Exercise: Return only the lines running from the top of the entries to the line with "and sample-to-detector geometry", inclusive, exactly as written.

Saved data entries
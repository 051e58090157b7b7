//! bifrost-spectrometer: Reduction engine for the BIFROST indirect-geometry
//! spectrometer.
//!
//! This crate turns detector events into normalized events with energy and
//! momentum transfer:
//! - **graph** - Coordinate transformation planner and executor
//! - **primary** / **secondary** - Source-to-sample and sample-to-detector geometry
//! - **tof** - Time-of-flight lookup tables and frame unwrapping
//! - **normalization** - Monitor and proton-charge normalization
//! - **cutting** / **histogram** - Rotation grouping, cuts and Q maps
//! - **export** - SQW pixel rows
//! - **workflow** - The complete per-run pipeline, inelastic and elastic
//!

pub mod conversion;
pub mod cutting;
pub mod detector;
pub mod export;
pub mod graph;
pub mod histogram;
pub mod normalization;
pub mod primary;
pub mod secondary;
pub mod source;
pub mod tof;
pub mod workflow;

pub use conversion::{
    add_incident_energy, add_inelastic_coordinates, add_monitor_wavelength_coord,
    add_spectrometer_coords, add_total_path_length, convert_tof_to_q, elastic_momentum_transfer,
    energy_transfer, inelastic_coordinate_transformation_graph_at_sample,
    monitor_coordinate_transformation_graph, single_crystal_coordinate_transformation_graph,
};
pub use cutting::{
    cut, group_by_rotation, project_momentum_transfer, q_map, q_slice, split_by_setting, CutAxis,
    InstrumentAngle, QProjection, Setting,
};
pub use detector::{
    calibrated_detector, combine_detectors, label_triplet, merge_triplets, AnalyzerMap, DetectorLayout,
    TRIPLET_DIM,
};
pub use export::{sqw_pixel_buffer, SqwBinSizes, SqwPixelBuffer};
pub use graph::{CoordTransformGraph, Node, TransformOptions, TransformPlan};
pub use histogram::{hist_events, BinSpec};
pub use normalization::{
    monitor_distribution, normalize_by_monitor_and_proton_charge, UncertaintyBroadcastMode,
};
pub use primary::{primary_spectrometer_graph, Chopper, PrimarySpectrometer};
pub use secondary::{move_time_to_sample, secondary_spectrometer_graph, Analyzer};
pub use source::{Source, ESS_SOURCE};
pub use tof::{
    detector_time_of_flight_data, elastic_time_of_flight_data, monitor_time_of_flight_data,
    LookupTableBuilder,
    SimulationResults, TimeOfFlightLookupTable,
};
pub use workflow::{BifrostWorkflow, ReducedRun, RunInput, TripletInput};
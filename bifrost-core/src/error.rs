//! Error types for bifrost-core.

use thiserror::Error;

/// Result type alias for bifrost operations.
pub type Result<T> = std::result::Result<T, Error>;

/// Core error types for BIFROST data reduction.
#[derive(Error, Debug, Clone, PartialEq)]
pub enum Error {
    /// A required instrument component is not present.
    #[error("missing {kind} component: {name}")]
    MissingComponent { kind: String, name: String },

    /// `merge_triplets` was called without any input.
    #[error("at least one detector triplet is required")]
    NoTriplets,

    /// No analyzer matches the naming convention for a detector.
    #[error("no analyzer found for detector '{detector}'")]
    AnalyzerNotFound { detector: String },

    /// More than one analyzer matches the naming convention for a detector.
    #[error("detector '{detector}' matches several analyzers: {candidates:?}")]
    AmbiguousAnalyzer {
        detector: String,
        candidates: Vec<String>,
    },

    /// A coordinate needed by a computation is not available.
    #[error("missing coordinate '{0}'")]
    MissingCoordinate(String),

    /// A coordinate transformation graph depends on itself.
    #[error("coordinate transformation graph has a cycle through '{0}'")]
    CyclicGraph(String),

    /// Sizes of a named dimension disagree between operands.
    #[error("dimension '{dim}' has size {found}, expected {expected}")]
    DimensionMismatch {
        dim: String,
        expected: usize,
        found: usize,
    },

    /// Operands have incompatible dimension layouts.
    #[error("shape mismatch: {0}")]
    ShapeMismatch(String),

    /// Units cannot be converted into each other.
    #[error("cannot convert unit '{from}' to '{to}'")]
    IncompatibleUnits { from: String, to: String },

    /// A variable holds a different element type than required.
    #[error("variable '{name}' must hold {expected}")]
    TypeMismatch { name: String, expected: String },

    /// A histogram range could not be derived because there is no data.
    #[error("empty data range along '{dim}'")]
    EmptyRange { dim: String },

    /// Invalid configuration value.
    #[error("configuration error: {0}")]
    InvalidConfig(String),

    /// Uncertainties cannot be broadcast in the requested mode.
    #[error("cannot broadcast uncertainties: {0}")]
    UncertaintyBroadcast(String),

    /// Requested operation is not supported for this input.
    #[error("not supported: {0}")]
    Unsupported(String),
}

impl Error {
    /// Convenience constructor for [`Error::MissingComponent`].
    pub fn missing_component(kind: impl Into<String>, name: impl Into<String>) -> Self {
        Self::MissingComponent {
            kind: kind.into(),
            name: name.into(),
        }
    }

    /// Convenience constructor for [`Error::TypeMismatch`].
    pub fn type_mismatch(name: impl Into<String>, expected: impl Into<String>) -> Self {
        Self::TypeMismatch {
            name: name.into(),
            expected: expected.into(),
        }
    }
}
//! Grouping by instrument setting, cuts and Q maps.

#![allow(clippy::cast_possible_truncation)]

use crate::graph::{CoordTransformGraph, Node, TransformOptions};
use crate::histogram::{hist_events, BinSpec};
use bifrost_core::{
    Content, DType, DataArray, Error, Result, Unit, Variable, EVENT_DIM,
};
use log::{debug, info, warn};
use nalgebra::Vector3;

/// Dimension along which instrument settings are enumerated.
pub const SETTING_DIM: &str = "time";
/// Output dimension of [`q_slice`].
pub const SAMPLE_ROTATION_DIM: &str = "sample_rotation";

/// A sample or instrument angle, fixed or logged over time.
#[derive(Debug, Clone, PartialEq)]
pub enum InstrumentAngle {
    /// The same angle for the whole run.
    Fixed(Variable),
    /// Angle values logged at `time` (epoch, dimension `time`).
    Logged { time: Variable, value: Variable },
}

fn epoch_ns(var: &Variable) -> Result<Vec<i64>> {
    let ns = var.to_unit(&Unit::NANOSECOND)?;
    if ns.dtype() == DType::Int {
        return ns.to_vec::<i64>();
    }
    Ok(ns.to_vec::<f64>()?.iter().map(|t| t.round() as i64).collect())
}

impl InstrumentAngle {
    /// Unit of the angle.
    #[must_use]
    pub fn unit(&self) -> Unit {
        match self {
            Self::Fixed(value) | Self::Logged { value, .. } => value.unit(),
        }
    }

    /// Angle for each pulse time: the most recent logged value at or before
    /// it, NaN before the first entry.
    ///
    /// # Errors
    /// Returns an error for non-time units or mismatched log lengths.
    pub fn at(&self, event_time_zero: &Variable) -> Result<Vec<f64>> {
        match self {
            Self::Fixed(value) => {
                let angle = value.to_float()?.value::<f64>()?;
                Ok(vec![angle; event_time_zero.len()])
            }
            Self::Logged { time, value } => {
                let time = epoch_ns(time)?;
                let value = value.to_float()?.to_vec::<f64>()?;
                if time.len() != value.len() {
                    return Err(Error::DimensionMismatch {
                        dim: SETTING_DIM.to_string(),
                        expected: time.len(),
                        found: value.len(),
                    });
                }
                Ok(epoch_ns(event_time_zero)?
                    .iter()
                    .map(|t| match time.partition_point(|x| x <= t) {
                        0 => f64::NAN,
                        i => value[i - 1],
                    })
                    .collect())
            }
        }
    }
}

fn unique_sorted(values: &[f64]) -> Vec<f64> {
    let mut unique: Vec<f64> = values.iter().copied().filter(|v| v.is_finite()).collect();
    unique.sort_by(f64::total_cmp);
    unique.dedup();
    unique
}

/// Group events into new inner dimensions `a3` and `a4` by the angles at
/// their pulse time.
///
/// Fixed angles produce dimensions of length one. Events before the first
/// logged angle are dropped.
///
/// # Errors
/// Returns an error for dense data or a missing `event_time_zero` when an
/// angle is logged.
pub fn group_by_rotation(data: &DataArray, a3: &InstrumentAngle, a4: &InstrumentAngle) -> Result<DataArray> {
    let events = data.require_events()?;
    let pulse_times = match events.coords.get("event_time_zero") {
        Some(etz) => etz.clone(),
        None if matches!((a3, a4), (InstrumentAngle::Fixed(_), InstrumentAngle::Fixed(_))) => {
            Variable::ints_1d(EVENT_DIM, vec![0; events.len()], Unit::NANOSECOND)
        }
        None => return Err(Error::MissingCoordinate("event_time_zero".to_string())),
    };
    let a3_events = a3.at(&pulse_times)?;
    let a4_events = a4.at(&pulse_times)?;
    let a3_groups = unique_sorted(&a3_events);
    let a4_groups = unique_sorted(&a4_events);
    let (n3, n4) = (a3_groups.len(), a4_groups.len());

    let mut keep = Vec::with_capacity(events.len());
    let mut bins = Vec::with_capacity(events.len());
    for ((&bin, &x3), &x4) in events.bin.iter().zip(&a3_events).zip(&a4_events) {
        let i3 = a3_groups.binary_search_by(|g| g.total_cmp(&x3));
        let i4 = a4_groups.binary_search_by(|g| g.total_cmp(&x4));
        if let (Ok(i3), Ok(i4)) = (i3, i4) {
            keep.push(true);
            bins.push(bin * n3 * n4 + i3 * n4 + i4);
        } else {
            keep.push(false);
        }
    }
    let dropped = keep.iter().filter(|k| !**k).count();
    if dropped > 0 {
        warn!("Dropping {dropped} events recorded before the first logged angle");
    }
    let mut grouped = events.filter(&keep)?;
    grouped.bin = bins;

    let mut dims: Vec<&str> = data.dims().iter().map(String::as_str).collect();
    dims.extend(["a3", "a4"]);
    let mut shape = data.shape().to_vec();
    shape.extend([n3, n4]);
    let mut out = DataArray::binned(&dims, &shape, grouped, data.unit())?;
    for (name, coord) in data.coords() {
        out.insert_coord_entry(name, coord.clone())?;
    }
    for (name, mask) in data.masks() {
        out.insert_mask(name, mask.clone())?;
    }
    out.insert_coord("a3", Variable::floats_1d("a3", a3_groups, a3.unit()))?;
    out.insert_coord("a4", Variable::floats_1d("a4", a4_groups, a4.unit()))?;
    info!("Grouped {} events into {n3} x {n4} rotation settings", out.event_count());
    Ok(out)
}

Answer to the problem:
repository 051e58090157b7b7
//! bifrost-spectrometer: Reduction engine for the BIFROST indirect-geometry
//! spectrometer.
//!
//! This crate turns detector events into normalized events with energy and
//! momentum transfer:
//! - **graph** - Coordinate transformation planner and executor
//! - **primary** / **secondary** - Source-to-sample and sample-to-detector geometry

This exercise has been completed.